Is this necessary for showing g≅h? (isomorphism)

[Ted123]

• \mathfrak{g} is the Lie algebra with basis vectors E,F,G such that the following relations for Lie brackets are satisfied:

[E,F]=G,\;\;[E,G]=0,\;\;[F,G]=0.

• \mathfrak{h} is the Lie algebra consisting of 3x3 matrices of the form

\begin{bmatrix} 0 & a & c \\ 0 & 0 & b \\ 0 & 0 & 0 \end{bmatrix} where a,b,c are any complex numbers. The vector addition and scalar multiplication on \mathfrak{h} are the usual operations on matrices.

The Lie bracket on \mathfrak{h} is defined as the matrix commutator: [X,Y] = XY - YX for any X,Y \in \mathfrak{h}.

If we wanted to show \mathfrak{g} \cong \mathfrak{h} then is it necessary to show that a basis for \mathfrak{h}:

\left\{ E=\begin{bmatrix} 0 & 1 & 0 \\ 0 & 0 & 0 \\ 0 & 0 & 0 \end{bmatrix} , F=\begin{bmatrix} 0 & 0 & 0 \\ 0 & 0 & 1 \\ 0 & 0 & 0 \end{bmatrix} , G=\begin{bmatrix} 0 & 0 & 1 \\ 0 & 0 & 0 \\ 0 & 0 & 0 \end{bmatrix} \right\}

satisfies [E,F]=G,\;[E,G]=0,\;[F,G]=0 (i.e. the lie bracket relations in \mathfrak{g}) or is it enough to find a map \varphi : \mathfrak{g} \to\mathfrak{h} and show it is a homomorphism, linear and bijective? (which I have)

 

[HallsofIvy]

It certainly is enough to find a map (that's the definition of "isomorphism") but how did you do that without showing that the first matrix you show maps to E, the second to F and the third to G? That is, if you have, in fact, found such a \phi, what does it map E, F, and G to?

 

[HallsofIvy]

Since the basis vectors define all of g showing that your function maps specific matrices to them is sufficient.

 

[Ted123]

Since the basis vectors define all of g showing that your function maps specific matrices to them is sufficient.
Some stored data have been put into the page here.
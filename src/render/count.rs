//! Result count summary.

use crate::models::SearchQuery;

/// What was searched for, used to phrase the count summary
#[derive(Debug, Clone, Default, PartialEq, Eq)]
pub struct CountDescription {
    pub query: String,
    pub core_area: Option<String>,
}

impl CountDescription {
    pub fn from_query(query: &SearchQuery) -> Self {
        Self {
            query: query.free_text.trim().to_string(),
            core_area: query.effective_core_area().map(str::to_string),
        }
    }

    fn suffix(&self) -> String {
        let mut suffix = String::new();
        if !self.query.is_empty() {
            suffix.push_str(&format!(" for \"{}\"", self.query));
        }
        if let Some(area) = &self.core_area {
            suffix.push_str(&format!(" in {}", area));
        }
        suffix
    }
}

/// Summarise how many results were found and which are shown.
///
/// Returns `None` when nothing was found so the caller can blank the count
/// region.
///
/// ```
/// use dataset_search::render::result_count_text;
///
/// assert_eq!(result_count_text(0, 10, 0, None), None);
/// assert_eq!(result_count_text(1, 10, 0, None).as_deref(), Some("Found 1 result"));
/// assert_eq!(
///     result_count_text(25, 10, 10, None).as_deref(),
///     Some("Showing results 11 to 20 out of 25")
/// );
/// ```
pub fn result_count_text(
    total: u64,
    limit: u64,
    current_start: u64,
    description: Option<&CountDescription>,
) -> Option<String> {
    if total == 0 {
        return None;
    }

    let suffix = description.map(CountDescription::suffix).unwrap_or_default();

    if total <= limit {
        let plural = if total > 1 { "s" } else { "" };
        return Some(format!("Found {} result{}{}", total, plural, suffix));
    }

    let from = current_start.saturating_add(1);
    let to = current_start.saturating_add(limit).min(total);
    Some(format!(
        "Showing results {} to {} out of {}{}",
        from, to, total, suffix
    ))
}

/// The count summary as a paragraph, or an empty string when nothing was found.
pub fn render_result_count(
    total: u64,
    limit: u64,
    current_start: u64,
    description: Option<&CountDescription>,
) -> String {
    result_count_text(total, limit, current_start, description)
        .map(|text| format!("<p>{}</p>", html_escape::encode_text(&text)))
        .unwrap_or_default()
}

#[cfg(test)]
mod tests {
    use super::*;

    #[test]
    fn test_zero_results() {
        assert_eq!(result_count_text(0, 10, 0, None), None);
        assert_eq!(render_result_count(0, 10, 0, None), "");
    }

    #[test]
    fn test_single_page_counts() {
        assert_eq!(
            result_count_text(1, 10, 0, None).as_deref(),
            Some("Found 1 result")
        );
        assert_eq!(
            result_count_text(7, 10, 0, None).as_deref(),
            Some("Found 7 results")
        );
        assert_eq!(
            result_count_text(10, 10, 0, None).as_deref(),
            Some("Found 10 results")
        );
    }

    #[test]
    fn test_multi_page_counts() {
        assert_eq!(
            result_count_text(25, 10, 10, None).as_deref(),
            Some("Showing results 11 to 20 out of 25")
        );
        assert_eq!(
            result_count_text(25, 10, 20, None).as_deref(),
            Some("Showing results 21 to 25 out of 25")
        );
    }

    #[test]
    fn test_with_description() {
        let description = CountDescription::from_query(
            &SearchQuery::new("  permafrost ").core_area("Hydrology"),
        );
        assert_eq!(
            result_count_text(3, 10, 0, Some(&description)).as_deref(),
            Some("Found 3 results for \"permafrost\" in Hydrology")
        );

        let any_area = CountDescription::from_query(&SearchQuery::new("").core_area("any"));
        assert_eq!(
            result_count_text(1, 10, 0, Some(&any_area)).as_deref(),
            Some("Found 1 result")
        );
    }

    #[test]
    fn test_render_wraps_paragraph() {
        assert_eq!(
            render_result_count(25, 10, 0, None),
            "<p>Showing results 1 to 10 out of 25</p>"
        );
    }
}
So showing \varphi : \mathfrak{g} \to \mathfrak{h} defined by: \varphi(aE+bF+cG)=\left( \begin{array}{ccc} 0 & a & b\\ 0 & 0 & c\\ 0 & 0 & 0 \end{array} \right) satisfies:
(i) \varphi ([aE+bF+cG,a'E+b'F+c'G])=[\varphi (aE+bF+cG),\varphi (a'E+b'F+c'G)]
(ii) linear transformation
(iii) bijective

is all I need to show to prove \mathfrak{g} \cong \mathfrak{h}?